At a fitting pace, Sebastián Hofmann shows us the world through the eyes of a zombie in decline, like a dislocating echoing-well filled with fading Christmas lights. There is not much contact between Alberto and his living neighbour. Yet Hofmann has no trouble in bridging the gap with the viewer. Halley is a contemporary Gothic story without spectacle, but with plenty of compassion.
You need to be very patient to get accustomed to the glacial pace set in Halley. While there is a difference between boring, sedate and meditative, director Sebastián Hofmann definitely takes his chances here.

POST TENEBRAS LUX - Carlos Reygadas
Mexico
Dreamlike, extremely personal and visually surprising film by the Mexican master. Also puzzling. Because what do these rugby playing kids have to do with that illuminated devil? And how is the relationship crisis related to the horses filmed distorted leg. Led to fierce debates in Cannes and won the prize for the best director.
Mexican master Carlos Reygadas juxtaposes computer-generated images of a fiery red devil moving like the Pink Panther with B-film horror (a man pulls off his own head); group sex in a sauna with fairytale-like, slightly distorted images of a young girl pacing through a majestic landscape; and an affluent man and his stunningly beautiful wife having existential discussions about their relationship(s) with shots of a junior rugby team.

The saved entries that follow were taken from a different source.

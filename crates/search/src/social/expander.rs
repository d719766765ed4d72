//! Bounded-depth breadth-first expansion of the friendship graph
//!
//! Partitions everyone within `max_depth` hops of a starting person into
//! bands by exact shortest distance. Each person lands in the first band
//! they are reached in; the starting person is never placed in a band.

use super::graph::{FriendshipGraph, PersonId};
use friendly_common::errors::{AppError, Result};
use friendly_common::{MissingPersonPolicy, DEFAULT_MAX_DEPTH};
use serde::Serialize;
use std::collections::HashSet;
use tracing::debug;

/// Disjoint sets of people indexed by degree of friendship (1-based)
#[derive(Debug, Clone, Default, PartialEq, Serialize)]
pub struct DistanceBands {
    bands: Vec<Vec<PersonId>>,
}

/// Expand `start` to the default depth, failing on undefined people
pub fn expand(graph: &FriendshipGraph, start: &str) -> Result<DistanceBands> {
    DistanceBands::expand_with(graph, start, DEFAULT_MAX_DEPTH, MissingPersonPolicy::FailFast)
}

impl DistanceBands {
    /// Expand `start` level by level up to `max_depth`
    ///
    /// Always yields exactly `max_depth` bands, trailing ones possibly empty.
    /// Members of the deepest band are never looked up, so they need not be
    /// keys of the graph.
    pub fn expand_with(
        graph: &FriendshipGraph,
        start: &str,
        max_depth: usize,
        policy: MissingPersonPolicy,
    ) -> Result<Self> {
        let mut visited: HashSet<&str> = HashSet::new();
        visited.insert(start);

        let mut bands = Vec::with_capacity(max_depth);
        let mut frontier: Vec<&str> = vec![start];

        for _ in 0..max_depth {
            let mut level: Vec<&str> = Vec::new();

            for &person in &frontier {
                for friend in friends_of(graph, person, policy)? {
                    if visited.insert(friend.as_str()) {
                        level.push(friend.as_str());
                    }
                }
            }

            bands.push(level.iter().map(|p| p.to_string()).collect());
            frontier = level;
        }

        let bands = Self { bands };
        debug!(
            start = %start,
            depth = max_depth,
            reach = bands.len(),
            "Expanded friendship bands"
        );
        Ok(bands)
    }

    /// People at exactly `degree` hops; empty for degree 0 or beyond the depth
    pub fn band(&self, degree: usize) -> &[PersonId] {
        degree
            .checked_sub(1)
            .and_then(|i| self.bands.get(i))
            .map(|b| b.as_slice())
            .unwrap_or(&[])
    }

    /// Degree at which `person` was reached
    pub fn degree_of(&self, person: &str) -> Option<usize> {
        self.bands
            .iter()
            .position(|band| band.iter().any(|p| p == person))
            .map(|i| i + 1)
    }

    /// Whether `person` is in any band
    pub fn contains(&self, person: &str) -> bool {
        self.degree_of(person).is_some()
    }

    /// Number of bands (the expansion depth)
    pub fn depth(&self) -> usize {
        self.bands.len()
    }

    /// Total people across all bands
    pub fn len(&self) -> usize {
        self.bands.iter().map(|b| b.len()).sum()
    }

    pub fn is_empty(&self) -> bool {
        self.len() == 0
    }

    /// `(degree, members)` pairs in increasing degree
    pub fn iter(&self) -> impl Iterator<Item = (usize, &[PersonId])> {
        self.bands
            .iter()
            .enumerate()
            .map(|(i, band)| (i + 1, band.as_slice()))
    }
}

fn friends_of<'g>(
    graph: &'g FriendshipGraph,
    person: &str,
    policy: MissingPersonPolicy,
) -> Result<&'g [PersonId]> {
    match (graph.friends_of(person), policy) {
        (Some(friends), _) => Ok(friends),
        (None, MissingPersonPolicy::TreatAsEmpty) => {
            debug!(person = %person, "Person missing from friendship graph, treating as friendless");
            Ok(&[])
        }
        (None, MissingPersonPolicy::FailFast) => Err(AppError::unknown_friend(person)),
    }
}
//! Social relevance ranking
//!
//! Scores each candidate by who likes it, weighted by degree of friendship:
//! - the current user's own like carries the largest weight
//! - each further degree contributes half as much as the previous one
//! - items nobody in range likes fall back to provider popularity

mod affinity;
mod ranker;

pub use affinity::AffinityWeights;
pub use ranker::{rank, RelevanceRanker};

use crate::social::{ItemId, PersonId};
use serde::{Deserialize, Serialize};

/// Search result as handed over by the search provider
#[derive(Debug, Clone, PartialEq, Serialize, Deserialize)]
pub struct Candidate {
    /// Display title
    pub title: String,

    /// Unique item key, shared with the like relation
    pub id: ItemId,

    /// Provider rating (e.g. 0.0 - 5.0)
    pub popularity: f64,
}

impl Candidate {
    pub fn new(title: impl Into<String>, id: impl Into<ItemId>, popularity: f64) -> Self {
        Self {
            title: title.into(),
            id: id.into(),
            popularity,
        }
    }
}

/// Candidate with its social affinity
#[derive(Debug, Clone, PartialEq, Serialize, Deserialize)]
pub struct ScoredResult {
    pub title: String,
    pub id: ItemId,
    pub popularity: f64,

    /// Weighted like count across degrees (0 when nobody in range likes it)
    pub affinity: f64,

    /// First-degree friends who like the item, in band order
    pub liked_by: Vec<PersonId>,
}

impl ScoredResult {
    /// Whether anyone in range (or the user) likes the item
    pub fn is_liked(&self) -> bool {
        self.affinity != 0.0
    }
}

Reygadas, whose feature debut Japón had its world premiere at the IFFR in 2002, compares the rough, associative and instinctive Post tenebras lux (‘light after darkness’) with an Expressionist painting in which he makes room for his deepest feelings, his memories, dreams, desires and fears.
At the Cannes festival the film was booed, but Reygadas took home the prize for best direction.

THE APOSTLE - Dirk Simon
(O apostolo)
Animated -- Spain
A convict who escaped from jail takes off to a remote village to recover an old loot that was hidden years earlier. But what he finds there involves him in a fate much worse than the one he had been doomed to. Sinister old people, odd disappearances, spirits, a strange parish priest and even the archpriest of Santiago de Compostela will all meet in a tale full of terror, humour, and fantasy.

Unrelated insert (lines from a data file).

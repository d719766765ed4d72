//! Error types for Friendly Search
//!
//! Provides a single error enum with:
//! - Distinct variants for lookup, validation and provider failures
//! - HTTP status code mapping
//! - Structured error responses
//! - Error codes for client handling

use axum::{
    http::StatusCode,
    response::{IntoResponse, Response},
    Json,
};
use serde::{Deserialize, Serialize};
use thiserror::Error;

/// Result type alias using AppError
pub type Result<T> = std::result::Result<T, AppError>;

/// Relation a person lookup was made against
pub const FRIENDSHIP_GRAPH: &str = "friendship graph";
pub const LIKES: &str = "likes";

/// Error codes for machine-readable error identification
#[derive(Debug, Clone, Copy, Serialize, Deserialize, PartialEq, Eq)]
#[serde(rename_all = "SCREAMING_SNAKE_CASE")]
pub enum ErrorCode {
    // Validation errors (1xxx)
    ValidationError,

    // Resource errors (4xxx)
    PersonNotFound,

    // External service errors (8xxx)
    SearchProviderError,

    // Internal errors (9xxx)
    InternalError,
    ConfigurationError,
    SerializationError,
}

impl ErrorCode {
    /// Get the numeric code for this error
    pub fn as_code(&self) -> u16 {
        match self {
            ErrorCode::ValidationError => 1001,

            ErrorCode::PersonNotFound => 4002,

            ErrorCode::SearchProviderError => 8002,

            ErrorCode::InternalError => 9001,
            ErrorCode::ConfigurationError => 9002,
            ErrorCode::SerializationError => 9003,
        }
    }

    /// Wire name, as serialized in error bodies and metric labels
    pub fn as_str(&self) -> &'static str {
        match self {
            ErrorCode::ValidationError => "VALIDATION_ERROR",
            ErrorCode::PersonNotFound => "PERSON_NOT_FOUND",
            ErrorCode::SearchProviderError => "SEARCH_PROVIDER_ERROR",
            ErrorCode::InternalError => "INTERNAL_ERROR",
            ErrorCode::ConfigurationError => "CONFIGURATION_ERROR",
            ErrorCode::SerializationError => "SERIALIZATION_ERROR",
        }
    }
}

/// Application error types
#[derive(Error, Debug)]
pub enum AppError {
    // Validation errors
    #[error("Validation failed: {message}")]
    Validation {
        message: String,
        field: Option<String>,
    },

    // Lookup errors
    /// A person referenced by a query, friend list or band is absent from a relation
    #[error("Person not found in {relation}: {id}")]
    PersonNotFound { id: String, relation: &'static str },

    // External service errors
    #[error("Search provider {provider} failed: {message}")]
    SearchProvider { provider: String, message: String },

    // Internal errors
    #[error("Internal server error: {message}")]
    Internal { message: String },

    #[error("Configuration error: {message}")]
    Configuration { message: String },

    #[error("Serialization error: {0}")]
    Serialization(#[from] serde_json::Error),
}

impl AppError {
    /// Lookup failure against the friendship graph
    pub fn unknown_friend(id: impl Into<String>) -> Self {
        AppError::PersonNotFound {
            id: id.into(),
            relation: FRIENDSHIP_GRAPH,
        }
    }

    /// Lookup failure against the like relation
    pub fn unknown_liker(id: impl Into<String>) -> Self {
        AppError::PersonNotFound {
            id: id.into(),
            relation: LIKES,
        }
    }

    /// Failure reported by a search provider
    pub fn provider(provider: impl Into<String>, message: impl Into<String>) -> Self {
        AppError::SearchProvider {
            provider: provider.into(),
            message: message.into(),
        }
    }

    /// Get the error code for this error
    pub fn code(&self) -> ErrorCode {
        match self {
            AppError::Validation { .. } => ErrorCode::ValidationError,
            AppError::PersonNotFound { .. } => ErrorCode::PersonNotFound,
            AppError::SearchProvider { .. } => ErrorCode::SearchProviderError,
            AppError::Internal { .. } => ErrorCode::InternalError,
            AppError::Configuration { .. } => ErrorCode::ConfigurationError,
            AppError::Serialization(_) => ErrorCode::SerializationError,
        }
    }

    /// Get the HTTP status code for this error
    pub fn status_code(&self) -> StatusCode {
        match self {
            // 400 Bad Request
            AppError::Validation { .. } => StatusCode::BAD_REQUEST,

            // 404 Not Found
            AppError::PersonNotFound { .. } => StatusCode::NOT_FOUND,

            // 500 Internal Server Error
            AppError::Internal { .. }
            | AppError::Configuration { .. }
            | AppError::Serialization(_) => StatusCode::INTERNAL_SERVER_ERROR,

            // 502 Bad Gateway
            AppError::SearchProvider { .. } => StatusCode::BAD_GATEWAY,
        }
    }

    /// Check if this error should be logged at error level
    pub fn is_server_error(&self) -> bool {
        self.status_code().is_server_error()
    }

    /// Check if this error is a client error
    pub fn is_client_error(&self) -> bool {
        self.status_code().is_client_error()
    }
}

/// Structured error response for API
#[derive(Debug, Serialize, Deserialize)]
pub struct ErrorResponse {
    pub error: ErrorDetails,
}

#[derive(Debug, Serialize, Deserialize)]
pub struct ErrorDetails {
    pub code: ErrorCode,
    pub message: String,
    #[serde(skip_serializing_if = "Option::is_none")]
    pub field: Option<String>,
}

impl IntoResponse for AppError {
    fn into_response(self) -> Response {
        let status = self.status_code();
        let code = self.code();
        let message = self.to_string();

        if self.is_server_error() {
            tracing::error!(
                error = %message,
                code = code.as_str(),
                status = status.as_u16(),
                "Server error"
            );
        } else if self.is_client_error() {
            tracing::warn!(
                error = %message,
                code = code.as_str(),
                status = status.as_u16(),
                "Client error"
            );
        }

        let field = match self {
            AppError::Validation { field, .. } => field,
            _ => None,
        };

        let body = ErrorResponse {
            error: ErrorDetails {
                code,
                message,
                field,
            },
        };

        (status, Json(body)).into_response()
    }
}

impl From<std::io::Error> for AppError {
    fn from(err: std::io::Error) -> Self {
        AppError::Internal {
            message: err.to_string(),
        }
    }
}

impl From<config::ConfigError> for AppError {
    fn from(err: config::ConfigError) -> Self {
        AppError::Configuration {
            message: err.to_string(),
        }
    }
}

Spain's first stop-motion feature, "The Apostle," mixes local folklore and time-honored horror into a distinctive, truly haunting whole. Fernando Cortizo's compelling debut is let down slightly by a storyline that cleaves too closely to the expected, but it's a small sacrifice for such wonderfully sinister characters and creepy atmospherics. Dark and troubling in the way that unexpurgated Grimm tales are, "The Apostle" may be unsuitable for the very young, but deserves exposure beyond the fest circuit, where its gospel is already spreading. Philip Glass gets a music credit.